It is broadly believed that increasing income inequalities have negative consequences on other, objective, dimensions of well-being, such as health [14, 4143], education [44], and environment [43, 45]. Decoster, Minten, and Spinnewijn [46] identified the income gradient in health outcomes and mortality in Belgium, revealing higher mortality between bottom income groups [46]. Deaton described a general health–income gradient, indicating that more affluent people are healthier [42]. However, Wilkinson & Pickett [14] revealed that income inequalities negatively affect health, concluding that narrowing the income gap will improve the health of populations. Moreover, the links between selected well-being dimensions are also studied in the economic literature, e.g., environmental degradation plays a channel through which income distribution affects a society’s health [43]. Also, Ali and Audi identified the negative impact of income inequality and environmental degradation on health [47]. Family investment in early education is important in explaining income inequality and intergenerational income mobility. Because poor children cannot enter universities due to budget constraints in early education, subsidizing early education is the most effective policy to release income inequalities regarding Yang and Qiu [48]. To address relationships between income inequalities and education, Coady and Dizioli concluded with policy suggestions that education expansion will reduce inequality [44].

In conclusion, even though the associations between income inequalities and different dimensions of well-being are inconclusive in the literature, the general findings suggest that, in most cases, the reduction of income inequalities helps improve societies’ well-being when subjective and objective dimensions are considered.
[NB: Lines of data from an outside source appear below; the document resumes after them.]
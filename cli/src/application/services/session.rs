//! Application service — authenticated browser session.
//!
//! Imports only from `crate::domain` and `crate::application::ports`.
//! The authentication cookie is the single source of truth for login success.

use std::time::Duration;

use anyhow::{Context, Result};
use serde_json::Value;
use tracing::{debug, info, warn};

use crate::application::ports::{BrowserContext, BrowserPage, Workbench};
use crate::application::services::console::ConsolePage;
use crate::domain::config::route_url;
use crate::domain::session::{
    DEFAULT_NAVIGATION_TIMEOUT, DEFAULT_SELECTOR_TIMEOUT, EMAIL_FIELD_SELECTOR,
    LOGIN_FORM_SELECTOR, PASSWORD_FIELD_SELECTOR, SIGNIN_ROUTE, WORKBENCH_ROUTE,
};
use crate::domain::{SessionError, is_authenticated};

/// Upper bounds for page waits.
#[derive(Debug, Clone, Copy, PartialEq, Eq)]
pub struct Timeouts {
    pub navigation: Duration,
    pub selector: Duration,
}

impl Default for Timeouts {
    fn default() -> Self {
        Self {
            navigation: DEFAULT_NAVIGATION_TIMEOUT,
            selector: DEFAULT_SELECTOR_TIMEOUT,
        }
    }
}

/// Login credentials for the console.
#[derive(Clone, Copy)]
pub struct Credentials<'a> {
    pub email: &'a str,
    pub password: &'a str,
}

/// An authenticated browsing context bound to one Help Center.
///
/// Only [`login`] builds a `Session`, so every console page it opens runs
/// behind the authentication cookie. Closing the session closes the context.
pub struct Session<C: BrowserContext> {
    domain: String,
    context: C,
    /// Sign-in page left open so the context keeps its cookies warm.
    anchor: Option<C::Page>,
    authenticated: bool,
    timeouts: Timeouts,
}

/// Log in to `domain` inside `context`.
///
/// Navigates to the sign-in page and returns right away if the
/// authentication cookie is already present. Otherwise fills the login form
/// (following it into its frame when embedded), submits it, waits for the
/// navigation to settle, and checks the cookie again.
///
/// On failure the context is closed before the error is returned.
///
/// # Errors
///
/// Returns [`SessionError::Authentication`] when the cookie is still absent
/// after submission, or a navigation/selector [`SessionError::Timeout`].
pub async fn login<C: BrowserContext>(
    context: C,
    domain: &str,
    credentials: Credentials<'_>,
    timeouts: Timeouts,
) -> Result<Session<C>> {
    let page = match context.new_page().await {
        Ok(page) => page,
        Err(e) => {
            close_quietly(context).await;
            return Err(e.context("opening login page"));
        }
    };

    match attempt_login(&page, domain, credentials, timeouts).await {
        Ok(true) => {
            info!(domain, "logged in");
            Ok(Session {
                domain: domain.to_string(),
                context,
                anchor: Some(page),
                authenticated: true,
                timeouts,
            })
        }
        outcome => {
            if let Err(e) = page.close().await {
                warn!(error = %e, "failed to close login page");
            }
            close_quietly(context).await;
            match outcome {
                Err(e) => Err(e),
                Ok(_) => Err(SessionError::Authentication {
                    domain: domain.to_string(),
                }
                .into()),
            }
        }
    }
}

/// Whether the page's cookie jar carries the authentication cookie.
///
/// # Errors
///
/// Returns an error if the cookies cannot be read.
pub async fn is_logged_in(page: &impl BrowserPage) -> Result<bool> {
    Ok(is_authenticated(&page.cookies().await?))
}

async fn attempt_login(
    page: &impl BrowserPage,
    domain: &str,
    credentials: Credentials<'_>,
    timeouts: Timeouts,
) -> Result<bool> {
    page.goto(&route_url(domain, SIGNIN_ROUTE)?)
        .await
        .context("opening sign-in page")?;
    if is_logged_in(page).await? {
        debug!("authentication cookie already present");
        return Ok(true);
    }

    locate_login_form(page, timeouts).await?;
    page.evaluate(&fill_form_script(credentials))
        .await
        .context("filling login form")?;
    page.evaluate_and_wait_for_navigation(&submit_form_script(), timeouts.navigation)
        .await
        .context("submitting login form")?;

    is_logged_in(page).await
}

/// Bring the login form into the page's top document.
///
/// The sign-in page may render the form inside a frame; in that case the
/// page follows the frame's source so the form can be scripted directly.
async fn locate_login_form(page: &impl BrowserPage, timeouts: Timeouts) -> Result<()> {
    page.wait_for_selector(&format!("{LOGIN_FORM_SELECTOR}, iframe"), timeouts.selector)
        .await
        .context("waiting for login form")?;

    let frame_src = page
        .evaluate(&locate_form_script())
        .await
        .context("locating login form")?;
    if let Value::String(src) = frame_src {
        if !src.is_empty() {
            debug!(src, "login form is framed, following frame");
            page.goto(&src).await.context("opening login frame")?;
        }
    }

    page.wait_for_selector(LOGIN_FORM_SELECTOR, timeouts.selector)
        .await
        .context("waiting for login form")
}

fn js_string(value: &str) -> String {
    Value::String(value.to_string()).to_string()
}

fn locate_form_script() -> String {
    format!(
        "(() => {{ if (document.querySelector({form})) return null; \
         const frame = document.querySelector('iframe'); \
         return frame ? frame.src : null; }})()",
        form = js_string(LOGIN_FORM_SELECTOR),
    )
}

fn fill_form_script(credentials: Credentials<'_>) -> String {
    format!(
        "(() => {{ const fill = (selector, value) => {{ \
         const el = document.querySelector(selector); \
         if (!el) throw new Error('missing field ' + selector); \
         el.focus(); el.value = value; \
         el.dispatchEvent(new Event('input', {{ bubbles: true }})); \
         el.dispatchEvent(new Event('change', {{ bubbles: true }})); }}; \
         fill({email_sel}, {email}); fill({password_sel}, {password}); return true; }})()",
        email_sel = js_string(EMAIL_FIELD_SELECTOR),
        email = js_string(credentials.email),
        password_sel = js_string(PASSWORD_FIELD_SELECTOR),
        password = js_string(credentials.password),
    )
}

fn submit_form_script() -> String {
    format!(
        "(() => {{ document.querySelector({form}).submit(); return true; }})()",
        form = js_string(&format!("form{LOGIN_FORM_SELECTOR}")),
    )
}

async fn close_quietly(context: impl BrowserContext) {
    if let Err(e) = context.close().await {
        warn!(error = %e, "failed to close browser context");
    }
}

impl<C: BrowserContext> Session<C> {
    /// Help Center base URL this session is bound to.
    #[must_use]
    pub fn domain(&self) -> &str {
        &self.domain
    }

    #[must_use]
    pub fn is_authenticated(&self) -> bool {
        self.authenticated
    }

    /// Re-check the authentication cookie on the session's anchor page.
    ///
    /// # Errors
    ///
    /// Returns an error if the cookies cannot be read.
    pub async fn is_logged_in(&self) -> Result<bool> {
        match &self.anchor {
            Some(page) => is_logged_in(page).await,
            None => Ok(false),
        }
    }

    /// Close the anchor page and the browsing context.
    ///
    /// # Errors
    ///
    /// Returns an error if the context fails to close.
    pub async fn close(self) -> Result<()> {
        if let Some(page) = self.anchor {
            if let Err(e) = page.close().await {
                warn!(error = %e, "failed to close login page");
            }
        }
        self.context.close().await.context("closing browser")
    }
}

impl<C: BrowserContext> Workbench for Session<C> {
    type Console = ConsolePage<C::Page>;

    async fn open_console(&self) -> Result<Self::Console> {
        if !self.authenticated {
            return Err(SessionError::NotAuthenticated.into());
        }
        let url = route_url(&self.domain, WORKBENCH_ROUTE)?;
        ConsolePage::open(&self.context, &url, self.timeouts.selector).await
    }

    async fn visit(&self, url: &str) -> Result<()> {
        if !self.authenticated {
            return Err(SessionError::NotAuthenticated.into());
        }
        let page = self.context.new_page().await.context("opening page")?;
        let visited = page.goto(url).await;
        let closed = page.close().await;
        visited.with_context(|| format!("visiting {url}"))?;
        closed.context("closing page")
    }
}
//! Output styles using owo-colors stylesheet pattern

use owo_colors::Style;

/// Centralized stylesheet for CLI output colors.
#[derive(Default, Clone)]
pub struct Styles {
    /// Success messages (green)
    pub success: Style,
    /// Warning messages (yellow)
    pub warning: Style,
    /// Step arrows (cyan)
    pub step: Style,
    /// Dimmed/secondary text
    pub dim: Style,
}

impl Styles {
    /// Apply colors to the stylesheet.
    pub fn colorize(&mut self) {
        self.success = Style::new().green();
        self.warning = Style::new().yellow();
        self.step = Style::new().cyan();
        self.dim = Style::new().dimmed();
    }
}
We thus hypothesize that

  1. H1: the patterns of relationships between income inequality and well-being dimensions differ between groups of countries with higher (CEE North) and lower (CEE Continental) inequality levels.
  2. H2: The countries in the delimited groups, i.e., CEE North and CEE Continental, with higher and lower inequality levels, respectively, are homogenous in terms of the interconnectedness between income inequality and well-being dimensions.
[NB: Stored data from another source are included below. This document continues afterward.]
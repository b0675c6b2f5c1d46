//! JSON output helpers.
//!
//! Every `--json` code path prints exactly one object on stdout: the command
//! result on success, or the error object below on failure.

use anyhow::{Context, Result};

use crate::domain::{ConfigError, JobError, PackageError, RemoteError, SessionError};

/// Format a JSON error object.
///
/// Output (pretty-printed):
/// ```json
/// {
///   "error": true,
///   "message": "...",
///   "code": "..."
/// }
/// ```
///
/// # Errors
///
/// Returns an error if JSON serialization fails.
pub fn format_error(message: &str, code: &str) -> Result<String> {
    let obj = serde_json::json!({
        "error": true,
        "message": message,
        "code": code,
    });
    serde_json::to_string_pretty(&obj).context("JSON serialization failed")
}

/// Stable machine-readable code for an error chain.
///
/// The first typed domain error found in the chain decides the code;
/// anything else is `"error"`.
#[must_use]
pub fn error_code(err: &anyhow::Error) -> &'static str {
    for cause in err.chain() {
        if let Some(e) = cause.downcast_ref::<SessionError>() {
            return match e {
                SessionError::Authentication { .. } => "authentication_failed",
                SessionError::NotAuthenticated => "not_authenticated",
                SessionError::Timeout { .. } => "timeout",
            };
        }
        if let Some(e) = cause.downcast_ref::<RemoteError>() {
            return match e {
                RemoteError::Operation { .. } => "remote_operation_failed",
                RemoteError::InvalidResponse { .. } => "invalid_response",
                RemoteError::NoLiveTheme => "no_live_theme",
            };
        }
        if let Some(e) = cause.downcast_ref::<JobError>() {
            return match e {
                JobError::Failed { .. } => "job_failed",
                JobError::TimedOut { .. } => "job_timed_out",
            };
        }
        if let Some(e) = cause.downcast_ref::<PackageError>() {
            return match e {
                PackageError::InvalidSource(_) => "invalid_source",
                PackageError::Archive(_) => "archive_error",
            };
        }
        if cause.downcast_ref::<ConfigError>().is_some() {
            return "invalid_config";
        }
    }
    "error"
}

/// Format a command result object.
///
/// # Errors
///
/// Returns an error if JSON serialization fails.
pub fn format_result(value: &serde_json::Value) -> Result<String> {
    serde_json::to_string_pretty(value).context("JSON serialization failed")
}
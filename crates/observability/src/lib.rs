//! Tracing/logging setup shared by the loyalty binaries.

/// Output format for log lines.
#[derive(Debug, Clone, Copy, PartialEq, Eq, Default)]
pub enum LogFormat {
    /// One JSON object per line (default; what log shippers expect).
    #[default]
    Json,
    /// Human-readable lines for interactive use.
    Pretty,
}

/// Initialize process-wide observability with JSON output.
///
/// This is safe to call multiple times; subsequent calls become no-ops.
pub fn init() {
    tracing::init(LogFormat::Json);
}

/// Initialize with an explicit format.
pub fn init_with(format: LogFormat) {
    tracing::init(format);
}

/// Tracing configuration (filters, layers).
pub mod tracing;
Given the classification into CEE North and CEE Continental, H1 posits that inequality’s effects on well-being dimensions may vary based on whether a country is included in the high or low inequality group, reflecting differences in economic structure and social policies. However, H2 posits that there are similarities in the relationships between income inequalities and well-being dimensions within groups, reflecting the high and low-income inequality levels in the groups.

Data

Data characteristics

All variables used in research are expressed in natural logarithms. However, individual variables are represented by several economic processes. The data from 2004 to 2020 are obtained from different databases (Table 1).

Even though the term well-being is frequently used synonymously with quality of life [49], in the present study to underline the different dimensions of well-being, we distinguish subjective and following objective aspects, i.e., income, health, education, and natural environment. Subjective well-being, understood as a subjective appreciation of one’s life, is presented by the happiness index.
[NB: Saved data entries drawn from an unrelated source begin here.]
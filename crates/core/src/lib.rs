//! `loyalty-core`: shared primitives for the loyalty client.
//!
//! This crate has no IO; it only defines the tenant boundary type and the
//! domain error used when validating it.

pub mod error;
pub mod tenant;

pub use error::DomainError;
pub use tenant::{DEFAULT_TENANT, TenantSlug};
Trends in income inequalities in CEEc

CEEc have shared a common trend of increasing income inequalities from the beginning of socio-economic transformation since the demise of communist rule in the late 1980s. However, income inequality mainly increased in the early years of systemic transformation to levels similar to those in many Western European countries [50]. The average Gini index in CEEc was equal to 28.7 in 1993, increased to 30.7 in 2005, and decreased to 28.0 in 2020.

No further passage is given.